# [Instructions to follow]
Filter the listing for lines containing "Language".

Dataset records START

//! Codec trait and implementations for serializing/deserializing envelopes.
//!
//! A "codec" (coder/decoder) converts between Rust types and raw bytes.
//! The correlator doesn't care how envelopes are serialized; it just
//! needs something that implements the [`Codec`] trait.
//!
//! The game server speaks UTF-8 JSON, so [`JsonCodec`] is the only
//! implementation. The output carries no length prefix or delimiter:
//! message boundaries come from the server closing the connection.

use serde::{Serialize, de::DeserializeOwned};

use crate::ProtocolError;

/// A codec that can encode Rust types to bytes and decode bytes back.
///
/// ## Trait bounds explained
///
/// - `Send + Sync` → safe to share between threads, because one client
///   value is shared by every concurrent call.
/// - `'static` → the codec doesn't borrow temporary data.
///
/// `DeserializeOwned` (vs plain `Deserialize`) means the result doesn't
/// borrow from the input bytes, so the receive buffer can be dropped
/// right after decoding.
pub trait Codec: Send + Sync + 'static {
    /// Serializes a value into bytes.
    ///
    /// # Errors
    /// Returns `ProtocolError::Encode` if serialization fails.
    fn encode<T: Serialize>(&self, value: &T) -> Result<Vec<u8>, ProtocolError>;

    /// Deserializes bytes back into a value.
    ///
    /// # Errors
    /// Returns `ProtocolError::Decode` if the bytes are not well-formed
    /// structured text or don't match the expected type.
    fn decode<T: DeserializeOwned>(&self, data: &[u8]) -> Result<T, ProtocolError>;
}

// ---------------------------------------------------------------------------
// JsonCodec
// ---------------------------------------------------------------------------

/// A [`Codec`] that uses JSON (via `serde_json`).
///
/// Encoding is deterministic: the same envelope always produces the same
/// bytes, because struct fields serialize in declaration order.
///
/// ## Example
///
/// ```rust
/// use rally_protocol::{Codec, JsonCodec, Language, RequestEnvelope};
///
/// let codec = JsonCodec;
/// let request = RequestEnvelope::new(
///     "1.0",
///     "camera_move",
///     serde_json::json!({ "location": { "x": 3, "y": 4 } }),
///     Language::En,
/// );
///
/// let bytes = codec.encode(&request).unwrap();
/// let decoded: RequestEnvelope = codec.decode(&bytes).unwrap();
/// assert_eq!(request, decoded);
/// ```
#[derive(Debug, Clone, Copy, Default)]
pub struct JsonCodec;

impl Codec for JsonCodec {
    fn encode<T: Serialize>(&self, value: &T) -> Result<Vec<u8>, ProtocolError> {
        serde_json::to_vec(value).map_err(ProtocolError::Encode)
    }

    fn decode<T: DeserializeOwned>(&self, data: &[u8]) -> Result<T, ProtocolError> {
        // `from_slice` also rejects invalid UTF-8, which is what we want:
        // the server promises UTF-8 text.
        serde_json::from_slice(data).map_err(ProtocolError::Decode)
    }
}
//! Deadline-bounded polling for Rally's wait helpers.
//!
//! Long game operations (production, movement) don't report completion;
//! the client has to ask again and again until the answer changes. This
//! crate owns that loop so every helper shares one timing rule:
//!
//! ```text
//!           check() == true
//! PENDING ───────────────────→ DONE
//!    │ ↺ sleep(interval)
//!    └── deadline reached ───→ TIMED_OUT
//! ```
//!
//! Timing out is an ordinary outcome ([`WaitOutcome::TimedOut`]), not an
//! error: a unit still on its way after ten seconds is normal in an RTS.
//! Errors only come from the check itself and are returned as-is.
//!
//! # Integration
//!
//! ```ignore
//! let outcome = poll_until(&PollConfig::production(), || async {
//!     api.is_ready(wait_id).await
//! })
//! .await?;
//! ```

use std::future::Future;
use std::time::Duration;

use tokio::time::{self, Instant};
use tracing::{debug, trace};

// ---------------------------------------------------------------------------
// Configuration
// ---------------------------------------------------------------------------

/// How often to check and how long to keep trying.
#[derive(Debug, Clone, Copy, PartialEq, Eq)]
pub struct PollConfig {
    /// Pause between two checks.
    pub interval: Duration,
    /// Total budget, measured from the first check.
    pub timeout: Duration,
}

impl PollConfig {
    /// Shortest accepted interval. Zero would spin the server.
    pub const MIN_INTERVAL: Duration = Duration::from_millis(1);

    pub fn new(interval: Duration, timeout: Duration) -> Self {
        Self { interval, timeout }
    }

    /// Waiting for a production task: 100 ms checks for up to 20 s.
    pub fn production() -> Self {
        Self::new(Duration::from_millis(100), Duration::from_secs(20))
    }

    /// Waiting for units to arrive: 300 ms checks for up to 10 s.
    pub fn movement() -> Self {
        Self::new(Duration::from_millis(300), Duration::from_secs(10))
    }

    /// Same interval, different budget.
    pub fn with_timeout(mut self, timeout: Duration) -> Self {
        self.timeout = timeout;
        self
    }

    /// Clamp any out-of-range values so the config is safe to use.
    ///
    /// Called automatically by [`poll_until`]. A zero `timeout` is kept:
    /// it means "check exactly once".
    pub fn validated(mut self) -> Self {
        self.interval = self.interval.max(Self::MIN_INTERVAL);
        self
    }
}

impl Default for PollConfig {
    fn default() -> Self {
        Self::production()
    }
}

// ---------------------------------------------------------------------------
// Outcome
// ---------------------------------------------------------------------------

/// How a wait ended.
#[derive(Debug, Clone, Copy, PartialEq, Eq)]
pub enum WaitOutcome {
    /// The condition held before the deadline.
    Done,
    /// The deadline passed first.
    TimedOut,
}

impl WaitOutcome {
    pub fn is_done(self) -> bool {
        self == WaitOutcome::Done
    }

    pub fn is_timed_out(self) -> bool {
        self == WaitOutcome::TimedOut
    }
}

impl From<WaitOutcome> for bool {
    fn from(outcome: WaitOutcome) -> bool {
        outcome.is_done()
    }
}

// ---------------------------------------------------------------------------
// Poll loop
// ---------------------------------------------------------------------------

/// Runs `check` until it returns `Ok(true)` or the deadline passes.
///
/// The first check runs immediately. After each negative answer the loop
/// sleeps `interval`, except that the last sleep is cut short at the
/// deadline and one final check runs exactly there. So the call returns
/// no later than `timeout` plus the duration of one check.
///
/// # Errors
///
/// The first `Err` from `check` ends the loop and is returned unchanged.
pub async fn poll_until<F, Fut, E>(config: &PollConfig, mut check: F) -> Result<WaitOutcome, E>
where
    F: FnMut() -> Fut,
    Fut: Future<Output = Result<bool, E>>,
{
    let config = config.validated();
    let deadline = saturating_after(Instant::now(), config.timeout);
    let mut checks = 0u32;

    loop {
        checks += 1;
        if check().await? {
            trace!(checks, "condition met");
            return Ok(WaitOutcome::Done);
        }

        let now = Instant::now();
        if now >= deadline {
            debug!(checks, timeout = ?config.timeout, "wait timed out");
            return Ok(WaitOutcome::TimedOut);
        }

        trace!(checks, "condition not met yet");
        time::sleep_until(saturating_after(now, config.interval).min(deadline)).await;
    }
}

/// Roughly 30 years: how far ahead "never" is.
const FAR_FUTURE: Duration = Duration::from_secs(86_400 * 365 * 30);

/// `base + step`, or [`FAR_FUTURE`] past `base` if that overflows, so a
/// `Duration::MAX` timeout means "no deadline" rather than a panic.
fn saturating_after(base: Instant, step: Duration) -> Instant {
    base.checked_add(step).unwrap_or_else(|| base + FAR_FUTURE)
}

Dataset records END

# [Written solution]
/// use rally_protocol::{Codec, JsonCodec, Language, RequestEnvelope};
///     Language::En,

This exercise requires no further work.